After Cooperation: The Metabolic Turn in Education

Thirty-five years after Jomtien, the grammar of international cooperation in education still assumes that progress depends on alignment between states and shared global targets. What passes for cooperation follows a logic of alignment without mutual transformation, one that can no longer hold in a world whose boundaries have dissolved. The idea that states and institutions (transnational or local) can navigate the tensions between universalist promises of rising standards of living through education and localist pressures to move away from western models, is based on ontological principles of separation.
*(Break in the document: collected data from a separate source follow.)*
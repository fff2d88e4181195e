use std::path::PathBuf;

use clap::Parser;
use totara_mcp_server::run_main;

/// Totara LMS natural-language query server speaking MCP over stdin/stdout.
#[derive(Parser)]
#[command(name = "totara-mcp-server", version)]
struct Cli {
    /// Load environment variables from this file instead of ./.env.
    #[arg(long)]
    env_file: Option<PathBuf>,
}

#[tokio::main]
async fn main() -> anyhow::Result<()> {
    let cli = Cli::parse();

    match &cli.env_file {
        Some(path) => {
            dotenvy::from_path(path)?;
        }
        None => {
            // A missing .env is fine; the environment may already be set.
            dotenvy::dotenv().ok();
        }
    }

    run_main().await
}
use mcp_types::JSONRPC_VERSION;
use mcp_types::JSONRPCError;
use mcp_types::JSONRPCErrorError;
use mcp_types::JSONRPCMessage;
use mcp_types::JSONRPCResponse;
use mcp_types::RequestId;
use serde_json::Value;

use crate::error_code::INTERNAL_ERROR_CODE;

/// A message the serve loop still has to write to the protocol stream.
/// Exactly one is produced per dispatched request; notifications and
/// unparseable lines produce none.
#[derive(Debug, Clone, PartialEq)]
pub enum OutgoingMessage {
    Response {
        id: Option<RequestId>,
        result: Value,
    },
    Error {
        id: Option<RequestId>,
        error: JSONRPCErrorError,
    },
}

impl OutgoingMessage {
    pub fn internal_error(id: Option<RequestId>, message: String) -> Self {
        Self::Error {
            id,
            error: JSONRPCErrorError {
                code: INTERNAL_ERROR_CODE,
                message,
                data: None,
            },
        }
    }
}

impl From<OutgoingMessage> for JSONRPCMessage {
    fn from(message: OutgoingMessage) -> Self {
        match message {
            OutgoingMessage::Response { id, result } => Self::Response(JSONRPCResponse {
                jsonrpc: JSONRPC_VERSION.to_string(),
                id,
                result,
            }),
            OutgoingMessage::Error { id, error } => Self::Error(JSONRPCError {
                jsonrpc: JSONRPC_VERSION.to_string(),
                id,
                error,
            }),
        }
    }
}
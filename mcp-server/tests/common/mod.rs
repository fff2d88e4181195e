// Shared fixtures for the integration tests. Not every test binary uses
// every helper.
#![allow(dead_code)]

use std::sync::Arc;

use async_trait::async_trait;
use mcp_types::JSONRPC_VERSION;
use mcp_types::JSONRPCMessage;
use mcp_types::JSONRPCRequest;
use mcp_types::RequestId;
use serde_json::Value;
use serde_json::json;
use tokio::sync::Mutex;
use totara_mcp_server::BackendError;
use totara_mcp_server::MessageProcessor;
use totara_mcp_server::Row;
use totara_mcp_server::SqlBackend;
use totara_mcp_server::TrainingItem;
use totara_mcp_server::ValidationConfig;

/// Scriptable stand-in for the real generation/execution backend.
/// `generated_sql: None` simulates a generation failure; `run_error`
/// simulates an execution failure. Calls are recorded for assertions.
pub struct FakeBackend {
    pub generated_sql: Option<String>,
    pub rows: Vec<Row>,
    pub run_error: Option<String>,
    pub seen_questions: Mutex<Vec<String>>,
    pub seen_sql: Mutex<Vec<String>>,
    pub training: Mutex<Vec<TrainingItem>>,
}

impl Default for FakeBackend {
    fn default() -> Self {
        Self {
            generated_sql: Some("SELECT id, username FROM ttl_user".to_string()),
            rows: Vec::new(),
            run_error: None,
            seen_questions: Mutex::new(Vec::new()),
            seen_sql: Mutex::new(Vec::new()),
            training: Mutex::new(Vec::new()),
        }
    }
}

#[async_trait]
impl SqlBackend for FakeBackend {
    async fn generate_sql(&self, question: &str) -> Result<String, BackendError> {
        self.seen_questions.lock().await.push(question.to_string());
        self.generated_sql
            .clone()
            .ok_or_else(|| BackendError::Generation("model unavailable".to_string()))
    }

    async fn run_sql(&self, sql: &str) -> Result<Vec<Row>, BackendError> {
        self.seen_sql.lock().await.push(sql.to_string());
        match &self.run_error {
            Some(message) => Err(BackendError::Execution(message.clone())),
            None => Ok(self.rows.clone()),
        }
    }

    async fn train(&self, item: TrainingItem) -> Result<(), BackendError> {
        self.training.lock().await.push(item);
        Ok(())
    }

    async fn training_item_count(&self) -> usize {
        self.training.lock().await.len()
    }
}

pub fn processor(backend: Arc<FakeBackend>) -> MessageProcessor {
    let validation = match ValidationConfig::new() {
        Ok(validation) => validation,
        Err(e) => panic!("built-in patterns must compile: {e}"),
    };
    MessageProcessor::new(backend, validation)
}

pub fn row(pairs: &[(&str, Value)]) -> Row {
    pairs
        .iter()
        .map(|(k, v)| ((*k).to_string(), v.clone()))
        .collect()
}

pub fn request(id: i64, method: &str, params: Option<Value>) -> JSONRPCMessage {
    JSONRPCMessage::Request(JSONRPCRequest {
        jsonrpc: Some(JSONRPC_VERSION.to_string()),
        id: Some(RequestId::Integer(id)),
        method: method.to_string(),
        params,
    })
}

pub fn tool_call(id: i64, name: &str, arguments: Value) -> JSONRPCMessage {
    request(
        id,
        "tools/call",
        Some(json!({"name": name, "arguments": arguments})),
    )
}

/// Dispatch one message and return the outgoing message in wire form.
pub async fn dispatch(processor: &mut MessageProcessor, message: JSONRPCMessage) -> Value {
    let Some(outgoing) = processor.process_message(message).await else {
        panic!("expected a response message");
    };
    match serde_json::to_value(JSONRPCMessage::from(outgoing)) {
        Ok(value) => value,
        Err(e) => panic!("failed to serialize outgoing message: {e}"),
    }
}

/// The text of the single content block every tool response carries.
pub fn result_text(response: &Value) -> &str {
    match response["result"]["content"][0]["text"].as_str() {
        Some(text) => text,
        None => panic!("response carries no text content: {response}"),
    }
}
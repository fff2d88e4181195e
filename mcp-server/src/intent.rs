//! User-reference extraction.
//!
//! Questions may name the user they are about ("for user 5", "for user
//! jane@example.com") or refer to the caller ("my enrolled courses"). The
//! extractor tries the id patterns first, then the username patterns, then
//! the personal-keyword fallback. Id patterns overlap by design: the more
//! specific phrasings come before the bare `user N` catch-all, so declared
//! order is a correctness requirement.

use std::fmt;

use crate::validation::ValidationConfig;

/// The identity a question was inferred to target. Attached to the enriched
/// question sent to the generation backend and echoed in the formatted
/// response.
#[derive(Debug, Clone, PartialEq, Eq)]
pub enum UserReference {
    UserId(i64),
    Username(String),
    Personal(i64),
}

impl fmt::Display for UserReference {
    fn fmt(&self, f: &mut fmt::Formatter<'_>) -> fmt::Result {
        match self {
            Self::UserId(id) => write!(f, "user_id {id}"),
            Self::Username(name) => write!(f, "username {name}"),
            Self::Personal(id) => write!(f, "personal {id}"),
        }
    }
}

pub fn extract_user_reference(config: &ValidationConfig, question: &str) -> Option<UserReference> {
    let question_lower = question.to_lowercase();

    for pattern in &config.user_id_patterns {
        if let Some(captures) = pattern.captures(&question_lower)
            && let Some(digits) = captures.get(1)
            && let Ok(id) = digits.as_str().parse::<i64>()
        {
            return Some(UserReference::UserId(id));
        }
    }

    for pattern in &config.username_patterns {
        if let Some(captures) = pattern.captures(&question_lower)
            && let Some(token) = captures.get(1)
        {
            let username = token.as_str();
            // A captured token only counts as a username when it looks like
            // an email address or is a known admin account; otherwise the
            // next pattern still gets a chance.
            if username.contains('@') || config.username_allow_list.contains(&username) {
                return Some(UserReference::Username(username.to_string()));
            }
        }
    }

    if config
        .personal_keywords
        .iter()
        .any(|kw| question_lower.contains(kw))
    {
        return Some(UserReference::Personal(config.default_user_id));
    }

    None
}

#[cfg(test)]
mod tests {
    use super::*;
    use pretty_assertions::assert_eq;

    fn config() -> ValidationConfig {
        match ValidationConfig::new() {
            Ok(config) => config,
            Err(e) => panic!("built-in patterns must compile: {e}"),
        }
    }

    fn extract(question: &str) -> Option<UserReference> {
        extract_user_reference(&config(), question)
    }

    #[test]
    fn extracts_numeric_user_ids() {
        assert_eq!(
            extract("show courses for user 5"),
            Some(UserReference::UserId(5))
        );
        assert_eq!(
            extract("progress for userid 12"),
            Some(UserReference::UserId(12))
        );
        assert_eq!(
            extract("Show grades for USER ID 7"),
            Some(UserReference::UserId(7))
        );
    }

    #[test]
    fn id_patterns_win_over_username_patterns() {
        // "user id 7" could be read as username "id" by the catch-all
        // username pattern; the id pass runs first.
        assert_eq!(
            extract("completion for user id 7"),
            Some(UserReference::UserId(7))
        );
    }

    #[test]
    fn extracts_email_usernames() {
        assert_eq!(
            extract("for user jane@x.com"),
            Some(UserReference::Username("jane@x.com".to_string()))
        );
    }

    #[test]
    fn extracts_allow_listed_usernames() {
        assert_eq!(
            extract("list progress for user humanadmin"),
            Some(UserReference::Username("humanadmin".to_string()))
        );
    }

    #[test]
    fn rejected_username_tokens_do_not_abort_extraction() {
        // "bob" is neither an email nor allow-listed, so every username
        // pattern is tried and extraction falls through to none.
        assert_eq!(extract("list courses for user bob"), None);
    }

    #[test]
    fn personal_keywords_fall_back_to_the_default_user() {
        assert_eq!(
            extract("my enrolled courses"),
            Some(UserReference::Personal(2))
        );
        assert_eq!(
            extract("what courses am i taking"),
            Some(UserReference::Personal(2))
        );
    }

    #[test]
    fn questions_without_a_reference_extract_nothing() {
        assert_eq!(extract("show all courses"), None);
    }

    #[test]
    fn renders_kind_and_value() {
        assert_eq!(UserReference::UserId(5).to_string(), "user_id 5");
        assert_eq!(
            UserReference::Username("jane@x.com".to_string()).to_string(),
            "username jane@x.com"
        );
        assert_eq!(UserReference::Personal(2).to_string(), "personal 2");
    }
}
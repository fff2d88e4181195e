//! Argument types and catalogue entries for the four exposed tools. Input
//! schemas are generated from the argument structs so the catalogue can
//! never drift from what the handlers actually deserialize.

use mcp_types::Tool;
use mcp_types::ToolInputSchema;
use schemars::JsonSchema;
use schemars::r#gen::SchemaSettings;
use serde::Deserialize;
use serde_json::json;

#[derive(Debug, Clone, Deserialize, JsonSchema)]
pub struct QueryTotaraDbArgs {
    /// Natural-language question about the Totara LMS database.
    pub question: String,
}

pub const DEFAULT_LIST_LIMIT: i64 = 10;
pub const MAX_LIST_LIMIT: i64 = 50;

#[derive(Debug, Clone, Deserialize, JsonSchema)]
pub struct ListActiveUsersArgs {
    /// Maximum number of users to return.
    #[serde(default = "default_list_limit")]
    #[schemars(range(min = 1, max = 50))]
    pub limit: i64,
}

fn default_list_limit() -> i64 {
    DEFAULT_LIST_LIMIT
}

pub fn create_query_totara_db_tool() -> Tool {
    Tool {
        name: "query_totara_db".to_string(),
        description: "Query Totara LMS database".to_string(),
        input_schema: input_schema_for::<QueryTotaraDbArgs>(),
        annotations: None,
    }
}

pub fn create_test_vanna_status_tool() -> Tool {
    Tool {
        name: "test_vanna_status".to_string(),
        description: "Test system status".to_string(),
        input_schema: empty_input_schema(),
        annotations: None,
    }
}

pub fn create_list_active_users_tool() -> Tool {
    Tool {
        name: "list_active_users".to_string(),
        description: "List active users".to_string(),
        input_schema: input_schema_for::<ListActiveUsersArgs>(),
        annotations: None,
    }
}

pub fn create_get_help_tool() -> Tool {
    Tool {
        name: "get_help".to_string(),
        description: "Get usage help".to_string(),
        input_schema: empty_input_schema(),
        annotations: None,
    }
}

fn empty_input_schema() -> ToolInputSchema {
    ToolInputSchema {
        r#type: "object".to_string(),
        properties: Some(json!({})),
        required: None,
    }
}

fn input_schema_for<T: JsonSchema>() -> ToolInputSchema {
    let schema = SchemaSettings::draft2019_09()
        .with(|settings| {
            settings.inline_subschemas = true;
            settings.option_add_null_type = false;
        })
        .into_generator()
        .into_root_schema_for::<T>();

    let value = match serde_json::to_value(&schema) {
        Ok(value) => value,
        Err(e) => {
            // Unreachable for the derive-generated schemas above; fall back
            // to an unconstrained object rather than refuse to start.
            tracing::error!("failed to serialize tool input schema: {e}");
            return empty_input_schema();
        }
    };

    ToolInputSchema {
        r#type: "object".to_string(),
        properties: value.get("properties").cloned(),
        required: value
            .get("required")
            .and_then(|required| serde_json::from_value(required.clone()).ok()),
    }
}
International cooperation—to work together—becomes obsolete when faced with ecological breakdown that cares nothing about borders and ownership. Whether we work together or apart is no longer a real choice. Every policy and action here alters the conditions of life there, because there has never been an outside. What feels like the planet kicking back is only relation folding back through us, entanglement made undeniable. What we call the metacrisis is our noticing of entanglement. The world was never a machine of separate parts running in parallel; it is metabolic: each formation carrying its own dissolution.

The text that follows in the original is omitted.